## Available data:
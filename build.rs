//! Build script for ibridges
//!
//! Sets compile-time environment variables for build identification.

use std::process::Command;

fn main() {
    let build_date = Command::new("date")
        .args(["+%Y-%m-%d"])
        .output()
        .map(|o| String::from_utf8_lossy(&o.stdout).trim().to_string())
        .unwrap_or_else(|_| "unknown".to_string());
    println!("cargo:rustc-env=BUILD_DATE={}", build_date);

    let git_hash = Command::new("git")
        .args(["rev-parse", "--short", "HEAD"])
        .output()
        .ok()
        .filter(|o| o.status.success())
        .map(|o| String::from_utf8_lossy(&o.stdout).trim().to_string())
        .unwrap_or_else(|| "unknown".to_string());
    println!("cargo:rustc-env=GIT_HASH={}", git_hash);

    println!("cargo:rerun-if-changed=.git/HEAD");
}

## What to produce:
Set all of the data down again exactly.

## Result of this exercise:
filename build.rs
//! Build script for ibridges
//!
//! Sets compile-time environment variables for build identification.

use std::process::Command;

fn main() {
    let build_date = Command::new("date")
        .args(["+%Y-%m-%d"])
        .output()
        .map(|o| String::from_utf8_lossy(&o.stdout).trim().to_string())
        .unwrap_or_else(|_| "unknown".to_string());
    println!("cargo:rustc-env=BUILD_DATE={}", build_date);

    let git_hash = Command::new("git")
        .args(["rev-parse", "--short", "HEAD"])
        .output()
        .ok()
        .filter(|o| o.status.success())
        .map(|o| String::from_utf8_lossy(&o.stdout).trim().to_string())
        .unwrap_or_else(|| "unknown".to_string());
    println!("cargo:rustc-env=GIT_HASH={}", git_hash);

    println!("cargo:rerun-if-changed=.git/HEAD");
}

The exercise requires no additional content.